__Task item__: Return the records exactly, with nothing added.

__Data excerpts__:
▽

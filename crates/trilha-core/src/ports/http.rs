//! HttpClient port - the only seam through which the network is reached.

use async_trait::async_trait;
use serde::de::DeserializeOwned;
use thiserror::Error;

#[derive(Debug, Clone, Copy, PartialEq, Eq)]
pub enum Method {
    Get,
    Post,
    Put,
}

impl Method {
    pub fn as_str(self) -> &'static str {
        match self {
            Method::Get => "GET",
            Method::Post => "POST",
            Method::Put => "PUT",
        }
    }
}

/// One outgoing HTTP exchange, fully described.
///
/// The body is kept as `serde_json::Value` (the API is JSON-only), which also
/// lets the scripted transport assert on payloads without re-parsing bytes.
#[derive(Debug, Clone)]
pub struct HttpRequest {
    pub method: Method,
    pub url: String,
    pub headers: Vec<(String, String)>,
    pub body: Option<serde_json::Value>,
}

impl HttpRequest {
    pub fn new(method: Method, url: impl Into<String>) -> Self {
        Self {
            method,
            url: url.into(),
            headers: Vec::new(),
            body: None,
        }
    }

    pub fn bearer(mut self, token: &str) -> Self {
        self.headers
            .push(("Authorization".to_string(), format!("Bearer {token}")));
        self
    }

    /// Attach a JSON body; also sets the content type.
    pub fn json(mut self, body: serde_json::Value) -> Self {
        self.headers
            .push(("Content-Type".to_string(), "application/json".to_string()));
        self.body = Some(body);
        self
    }

    pub fn header(&self, name: &str) -> Option<&str> {
        self.headers
            .iter()
            .find(|(n, _)| n.eq_ignore_ascii_case(name))
            .map(|(_, v)| v.as_str())
    }
}

/// A response that was actually obtained (any status).
#[derive(Debug, Clone)]
pub struct HttpResponse {
    pub status: u16,
    pub body: Vec<u8>,
}

impl HttpResponse {
    pub fn is_success(&self) -> bool {
        (200..300).contains(&self.status)
    }

    /// Decode the body as JSON. An empty body decodes as JSON `null`, which
    /// covers confirmation endpoints that answer 200 with nothing.
    pub fn json<T: DeserializeOwned>(&self) -> Result<T, serde_json::Error> {
        if self.body.is_empty() {
            serde_json::from_value(serde_json::Value::Null)
        } else {
            serde_json::from_slice(&self.body)
        }
    }
}

/// No response at all (DNS failure, refused connection, dropped socket...).
#[derive(Debug, Clone, PartialEq, Eq, Error)]
#[error("{0}")]
pub struct TransportError(pub String);

/// Transport abstraction. Implementations must not interpret statuses:
/// a 500 is an `Ok(HttpResponse)`, only the absence of a response is an `Err`.
#[async_trait]
pub trait HttpClient: Send + Sync {
    async fn send(&self, request: HttpRequest) -> Result<HttpResponse, TransportError>;
}

#[cfg(test)]
mod tests {
    use super::*;

    #[test]
    fn bearer_and_json_set_the_expected_headers() {
        let request = HttpRequest::new(Method::Post, "http://x/api/desafios")
            .bearer("tok-1")
            .json(serde_json::json!({ "nome": "n" }));

        assert_eq!(request.header("authorization"), Some("Bearer tok-1"));
        assert_eq!(request.header("content-type"), Some("application/json"));
        assert!(request.body.is_some());
    }

    #[test]
    fn success_covers_exactly_the_2xx_range() {
        for (status, ok) in [(199, false), (200, true), (204, true), (299, true), (300, false), (404, false)] {
            let resp = HttpResponse { status, body: vec![] };
            assert_eq!(resp.is_success(), ok, "status {status}");
        }
    }

    #[test]
    fn empty_body_decodes_as_null() {
        let resp = HttpResponse { status: 200, body: vec![] };
        let value: serde_json::Value = resp.json().unwrap();
        assert!(value.is_null());
    }
}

△

__Output__:
filename crates/trilha-core/src/ports/http.rs
//! HttpClient port - the only seam through which the network is reached.

use async_trait::async_trait;
use serde::de::DeserializeOwned;
use thiserror::Error;

#[derive(Debug, Clone, Copy, PartialEq, Eq)]
pub enum Method {
    Get,
    Post,
    Put,
}

impl Method {
    pub fn as_str(self) -> &'static str {
        match self {
            Method::Get => "GET",
            Method::Post => "POST",
            Method::Put => "PUT",
        }
    }
}

/// One outgoing HTTP exchange, fully described.
///
/// The body is kept as `serde_json::Value` (the API is JSON-only), which also
/// lets the scripted transport assert on payloads without re-parsing bytes.
#[derive(Debug, Clone)]
pub struct HttpRequest {
    pub method: Method,
    pub url: String,
    pub headers: Vec<(String, String)>,
    pub body: Option<serde_json::Value>,
}

impl HttpRequest {
    pub fn new(method: Method, url: impl Into<String>) -> Self {
        Self {
            method,
            url: url.into(),
            headers: Vec::new(),
            body: None,
        }
    }

    pub fn bearer(mut self, token: &str) -> Self {
        self.headers
            .push(("Authorization".to_string(), format!("Bearer {token}")));
        self
    }

    /// Attach a JSON body; also sets the content type.
    pub fn json(mut self, body: serde_json::Value) -> Self {
        self.headers
            .push(("Content-Type".to_string(), "application/json".to_string()));
        self.body = Some(body);
        self
    }

    pub fn header(&self, name: &str) -> Option<&str> {
        self.headers
            .iter()
            .find(|(n, _)| n.eq_ignore_ascii_case(name))
            .map(|(_, v)| v.as_str())
    }
}

/// A response that was actually obtained (any status).
#[derive(Debug, Clone)]
pub struct HttpResponse {
    pub status: u16,
    pub body: Vec<u8>,
}

impl HttpResponse {
    pub fn is_success(&self) -> bool {
        (200..300).contains(&self.status)
    }

    /// Decode the body as JSON. An empty body decodes as JSON `null`, which
    /// covers confirmation endpoints that answer 200 with nothing.
    pub fn json<T: DeserializeOwned>(&self) -> Result<T, serde_json::Error> {
        if self.body.is_empty() {
            serde_json::from_value(serde_json::Value::Null)
        } else {
            serde_json::from_slice(&self.body)
        }
    }
}

/// No response at all (DNS failure, refused connection, dropped socket...).
#[derive(Debug, Clone, PartialEq, Eq, Error)]
#[error("{0}")]
pub struct TransportError(pub String);

/// Transport abstraction. Implementations must not interpret statuses:
/// a 500 is an `Ok(HttpResponse)`, only the absence of a response is an `Err`.
#[async_trait]
pub trait HttpClient: Send + Sync {
    async fn send(&self, request: HttpRequest) -> Result<HttpResponse, TransportError>;
}

#[cfg(test)]
mod tests {
    use super::*;

    #[test]
    fn bearer_and_json_set_the_expected_headers() {
        let request = HttpRequest::new(Method::Post, "http://x/api/desafios")
            .bearer("tok-1")
            .json(serde_json::json!({ "nome": "n" }));

        assert_eq!(request.header("authorization"), Some("Bearer tok-1"));
        assert_eq!(request.header("content-type"), Some("application/json"));
        assert!(request.body.is_some());
    }

    #[test]
    fn success_covers_exactly_the_2xx_range() {
        for (status, ok) in [(199, false), (200, true), (204, true), (299, true), (300, false), (404, false)] {
            let resp = HttpResponse { status, body: vec![] };
            assert_eq!(resp.is_success(), ok, "status {status}");
        }
    }

    #[test]
    fn empty_body_decodes_as_null() {
        let resp = HttpResponse { status: 200, body: vec![] };
        let value: serde_json::Value = resp.json().unwrap();
        assert!(value.is_null());
    }
}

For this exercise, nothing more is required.